PROBLEM TO SOLVE: Reproduce precisely the lines of the listing below, starting with the line that contains "pub enum SourceError<E>" and stopping after the line that contains "let n = self"; include nothing else.

EXERCISE MATERIAL:
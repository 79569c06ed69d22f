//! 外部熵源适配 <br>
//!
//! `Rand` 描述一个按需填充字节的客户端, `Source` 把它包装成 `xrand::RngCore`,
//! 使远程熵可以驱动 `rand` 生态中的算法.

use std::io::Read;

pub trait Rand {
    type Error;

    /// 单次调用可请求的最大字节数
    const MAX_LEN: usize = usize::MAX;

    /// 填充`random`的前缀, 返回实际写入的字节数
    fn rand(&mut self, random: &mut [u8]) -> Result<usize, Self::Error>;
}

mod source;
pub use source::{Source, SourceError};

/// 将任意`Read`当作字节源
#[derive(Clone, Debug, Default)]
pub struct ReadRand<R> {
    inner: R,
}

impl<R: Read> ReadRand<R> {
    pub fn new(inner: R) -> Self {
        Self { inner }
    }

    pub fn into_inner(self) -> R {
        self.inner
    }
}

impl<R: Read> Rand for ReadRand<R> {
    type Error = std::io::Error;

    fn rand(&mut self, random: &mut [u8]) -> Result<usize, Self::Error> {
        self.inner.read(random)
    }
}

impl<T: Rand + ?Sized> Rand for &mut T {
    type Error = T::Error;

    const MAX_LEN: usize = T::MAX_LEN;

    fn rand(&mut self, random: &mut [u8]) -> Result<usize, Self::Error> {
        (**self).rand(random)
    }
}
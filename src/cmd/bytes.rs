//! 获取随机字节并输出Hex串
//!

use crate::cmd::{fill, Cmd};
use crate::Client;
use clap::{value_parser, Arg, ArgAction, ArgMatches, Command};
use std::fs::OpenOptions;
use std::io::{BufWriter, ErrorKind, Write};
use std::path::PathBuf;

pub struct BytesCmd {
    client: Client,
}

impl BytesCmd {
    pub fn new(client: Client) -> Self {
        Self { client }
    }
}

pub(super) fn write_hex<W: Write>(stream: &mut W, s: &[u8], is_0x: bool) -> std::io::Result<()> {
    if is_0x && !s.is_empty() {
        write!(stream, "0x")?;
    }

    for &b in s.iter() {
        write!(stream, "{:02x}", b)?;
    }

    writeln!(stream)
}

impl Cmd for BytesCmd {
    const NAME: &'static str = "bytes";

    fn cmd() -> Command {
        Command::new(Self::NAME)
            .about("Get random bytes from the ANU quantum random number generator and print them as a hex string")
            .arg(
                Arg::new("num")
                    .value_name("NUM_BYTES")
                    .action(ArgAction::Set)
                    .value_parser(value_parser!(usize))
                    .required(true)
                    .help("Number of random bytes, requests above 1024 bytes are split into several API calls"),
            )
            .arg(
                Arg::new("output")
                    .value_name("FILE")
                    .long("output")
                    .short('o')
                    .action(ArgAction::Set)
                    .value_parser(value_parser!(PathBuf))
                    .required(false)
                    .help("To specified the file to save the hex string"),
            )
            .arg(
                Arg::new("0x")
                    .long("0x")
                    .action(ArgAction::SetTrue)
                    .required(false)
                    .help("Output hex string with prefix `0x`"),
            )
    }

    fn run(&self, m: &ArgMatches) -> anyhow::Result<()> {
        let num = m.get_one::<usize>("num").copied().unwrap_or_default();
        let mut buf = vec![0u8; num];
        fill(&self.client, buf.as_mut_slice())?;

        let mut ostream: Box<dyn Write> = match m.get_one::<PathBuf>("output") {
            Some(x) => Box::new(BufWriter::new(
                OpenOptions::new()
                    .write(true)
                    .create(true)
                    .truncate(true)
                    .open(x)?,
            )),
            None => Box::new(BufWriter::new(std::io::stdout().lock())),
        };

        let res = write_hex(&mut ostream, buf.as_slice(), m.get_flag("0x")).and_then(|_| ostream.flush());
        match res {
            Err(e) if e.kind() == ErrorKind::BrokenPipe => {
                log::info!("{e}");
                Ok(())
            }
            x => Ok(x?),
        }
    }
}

--

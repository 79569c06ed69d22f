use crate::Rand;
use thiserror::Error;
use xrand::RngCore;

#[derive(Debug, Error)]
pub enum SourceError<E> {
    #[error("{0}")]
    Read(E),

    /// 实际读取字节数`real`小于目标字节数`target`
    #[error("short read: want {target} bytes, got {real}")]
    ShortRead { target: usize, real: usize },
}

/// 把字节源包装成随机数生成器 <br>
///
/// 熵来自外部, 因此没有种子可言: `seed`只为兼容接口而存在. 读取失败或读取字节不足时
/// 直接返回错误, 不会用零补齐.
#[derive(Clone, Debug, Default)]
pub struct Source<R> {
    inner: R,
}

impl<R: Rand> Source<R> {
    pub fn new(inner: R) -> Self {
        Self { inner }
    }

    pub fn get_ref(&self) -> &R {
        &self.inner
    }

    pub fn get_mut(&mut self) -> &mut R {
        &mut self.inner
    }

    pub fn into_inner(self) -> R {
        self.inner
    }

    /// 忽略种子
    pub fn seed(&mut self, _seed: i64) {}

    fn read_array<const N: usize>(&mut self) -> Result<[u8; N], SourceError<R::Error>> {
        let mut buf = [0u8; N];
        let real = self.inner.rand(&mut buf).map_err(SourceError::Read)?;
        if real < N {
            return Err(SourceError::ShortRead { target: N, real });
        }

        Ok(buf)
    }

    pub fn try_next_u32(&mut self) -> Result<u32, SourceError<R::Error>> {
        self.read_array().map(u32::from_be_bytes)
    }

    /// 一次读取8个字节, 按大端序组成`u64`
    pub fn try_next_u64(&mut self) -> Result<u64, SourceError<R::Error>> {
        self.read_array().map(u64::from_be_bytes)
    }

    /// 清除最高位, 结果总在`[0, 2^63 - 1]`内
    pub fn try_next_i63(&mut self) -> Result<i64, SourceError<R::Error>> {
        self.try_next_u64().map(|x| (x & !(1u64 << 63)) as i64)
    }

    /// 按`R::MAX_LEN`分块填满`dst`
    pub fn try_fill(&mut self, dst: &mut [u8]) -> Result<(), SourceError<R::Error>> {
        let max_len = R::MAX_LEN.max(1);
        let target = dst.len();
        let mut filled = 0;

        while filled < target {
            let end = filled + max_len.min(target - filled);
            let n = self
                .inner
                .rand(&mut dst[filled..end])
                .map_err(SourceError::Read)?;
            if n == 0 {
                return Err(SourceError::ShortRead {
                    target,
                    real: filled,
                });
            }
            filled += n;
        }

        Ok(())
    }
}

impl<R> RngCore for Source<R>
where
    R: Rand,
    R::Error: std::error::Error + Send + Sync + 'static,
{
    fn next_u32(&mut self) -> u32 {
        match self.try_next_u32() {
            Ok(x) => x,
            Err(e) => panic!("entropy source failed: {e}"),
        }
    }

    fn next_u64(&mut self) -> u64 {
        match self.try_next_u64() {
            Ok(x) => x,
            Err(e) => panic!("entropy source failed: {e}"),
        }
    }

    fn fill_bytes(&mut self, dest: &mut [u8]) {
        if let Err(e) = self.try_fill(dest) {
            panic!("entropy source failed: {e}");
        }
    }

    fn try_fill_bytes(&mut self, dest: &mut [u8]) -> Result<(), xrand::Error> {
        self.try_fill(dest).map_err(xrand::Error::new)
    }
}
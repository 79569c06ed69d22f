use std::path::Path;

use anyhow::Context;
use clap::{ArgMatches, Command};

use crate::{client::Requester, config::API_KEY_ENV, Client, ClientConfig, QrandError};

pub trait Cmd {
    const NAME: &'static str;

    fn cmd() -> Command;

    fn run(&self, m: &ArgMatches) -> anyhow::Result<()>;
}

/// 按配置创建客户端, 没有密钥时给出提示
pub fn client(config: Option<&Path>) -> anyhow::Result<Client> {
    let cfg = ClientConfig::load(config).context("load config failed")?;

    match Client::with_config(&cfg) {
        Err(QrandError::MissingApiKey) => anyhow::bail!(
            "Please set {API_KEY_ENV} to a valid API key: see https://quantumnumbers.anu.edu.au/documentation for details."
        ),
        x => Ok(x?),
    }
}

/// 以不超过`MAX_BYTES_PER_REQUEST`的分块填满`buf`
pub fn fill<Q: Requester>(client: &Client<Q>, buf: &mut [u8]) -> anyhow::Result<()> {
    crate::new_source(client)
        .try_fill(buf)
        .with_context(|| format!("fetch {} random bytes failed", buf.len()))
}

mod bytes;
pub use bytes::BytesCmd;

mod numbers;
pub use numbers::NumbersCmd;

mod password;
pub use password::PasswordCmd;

==

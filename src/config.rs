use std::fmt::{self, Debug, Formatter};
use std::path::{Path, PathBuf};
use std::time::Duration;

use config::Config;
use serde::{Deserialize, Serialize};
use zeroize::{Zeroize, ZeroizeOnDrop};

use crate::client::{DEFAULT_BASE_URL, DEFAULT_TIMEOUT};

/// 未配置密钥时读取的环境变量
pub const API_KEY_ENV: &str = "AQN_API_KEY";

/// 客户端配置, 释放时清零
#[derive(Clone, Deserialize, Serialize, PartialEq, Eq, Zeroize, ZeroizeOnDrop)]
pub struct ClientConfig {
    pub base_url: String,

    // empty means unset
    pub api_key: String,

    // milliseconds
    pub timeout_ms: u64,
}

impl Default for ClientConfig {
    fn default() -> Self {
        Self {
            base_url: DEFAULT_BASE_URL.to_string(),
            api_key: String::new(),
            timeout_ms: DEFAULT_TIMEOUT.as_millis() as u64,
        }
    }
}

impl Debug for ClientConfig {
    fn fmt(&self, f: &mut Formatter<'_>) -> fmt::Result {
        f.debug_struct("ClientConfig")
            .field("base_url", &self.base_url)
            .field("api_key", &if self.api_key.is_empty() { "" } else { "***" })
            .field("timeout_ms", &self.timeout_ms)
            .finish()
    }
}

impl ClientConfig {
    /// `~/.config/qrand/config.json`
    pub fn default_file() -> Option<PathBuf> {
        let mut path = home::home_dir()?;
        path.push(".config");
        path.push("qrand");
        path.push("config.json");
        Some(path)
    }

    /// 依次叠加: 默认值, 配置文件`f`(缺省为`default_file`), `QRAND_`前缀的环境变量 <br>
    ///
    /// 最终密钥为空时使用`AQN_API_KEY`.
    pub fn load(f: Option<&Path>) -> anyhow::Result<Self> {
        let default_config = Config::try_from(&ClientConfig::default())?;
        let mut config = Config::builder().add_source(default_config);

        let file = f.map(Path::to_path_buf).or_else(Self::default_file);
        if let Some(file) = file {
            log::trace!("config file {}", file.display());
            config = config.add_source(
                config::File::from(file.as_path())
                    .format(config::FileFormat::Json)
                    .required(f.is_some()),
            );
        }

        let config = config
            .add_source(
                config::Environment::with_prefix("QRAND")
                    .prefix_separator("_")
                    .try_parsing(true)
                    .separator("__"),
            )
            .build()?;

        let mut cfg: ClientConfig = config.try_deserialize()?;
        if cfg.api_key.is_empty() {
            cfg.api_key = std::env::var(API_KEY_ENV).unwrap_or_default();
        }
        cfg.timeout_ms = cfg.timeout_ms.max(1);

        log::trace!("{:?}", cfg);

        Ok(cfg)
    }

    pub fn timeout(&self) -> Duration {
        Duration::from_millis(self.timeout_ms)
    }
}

RESULT FOR THIS EXERCISE:
pub enum SourceError<E> {
    #[error("{0}")]
    Read(E),

    /// 实际读取字节数`real`小于目标字节数`target`
    #[error("short read: want {target} bytes, got {real}")]
    ShortRead { target: usize, real: usize },
}

/// 把字节源包装成随机数生成器 <br>
///
/// 熵来自外部, 因此没有种子可言: `seed`只为兼容接口而存在. 读取失败或读取字节不足时
/// 直接返回错误, 不会用零补齐.
#[derive(Clone, Debug, Default)]
pub struct Source<R> {
    inner: R,
}

impl<R: Rand> Source<R> {
    pub fn new(inner: R) -> Self {
        Self { inner }
    }

    pub fn get_ref(&self) -> &R {
        &self.inner
    }

    pub fn get_mut(&mut self) -> &mut R {
        &mut self.inner
    }

    pub fn into_inner(self) -> R {
        self.inner
    }

    /// 忽略种子
    pub fn seed(&mut self, _seed: i64) {}

    fn read_array<const N: usize>(&mut self) -> Result<[u8; N], SourceError<R::Error>> {
        let mut buf = [0u8; N];
        let real = self.inner.rand(&mut buf).map_err(SourceError::Read)?;
        if real < N {
            return Err(SourceError::ShortRead { target: N, real });
        }

        Ok(buf)
    }

    pub fn try_next_u32(&mut self) -> Result<u32, SourceError<R::Error>> {
        self.read_array().map(u32::from_be_bytes)
    }

    /// 一次读取8个字节, 按大端序组成`u64`
    pub fn try_next_u64(&mut self) -> Result<u64, SourceError<R::Error>> {
        self.read_array().map(u64::from_be_bytes)
    }

    /// 清除最高位, 结果总在`[0, 2^63 - 1]`内
    pub fn try_next_i63(&mut self) -> Result<i64, SourceError<R::Error>> {
        self.try_next_u64().map(|x| (x & !(1u64 << 63)) as i64)
    }

    /// 按`R::MAX_LEN`分块填满`dst`
    pub fn try_fill(&mut self, dst: &mut [u8]) -> Result<(), SourceError<R::Error>> {
        let max_len = R::MAX_LEN.max(1);
        let target = dst.len();
        let mut filled = 0;

        while filled < target {
            let end = filled + max_len.min(target - filled);
            let n = self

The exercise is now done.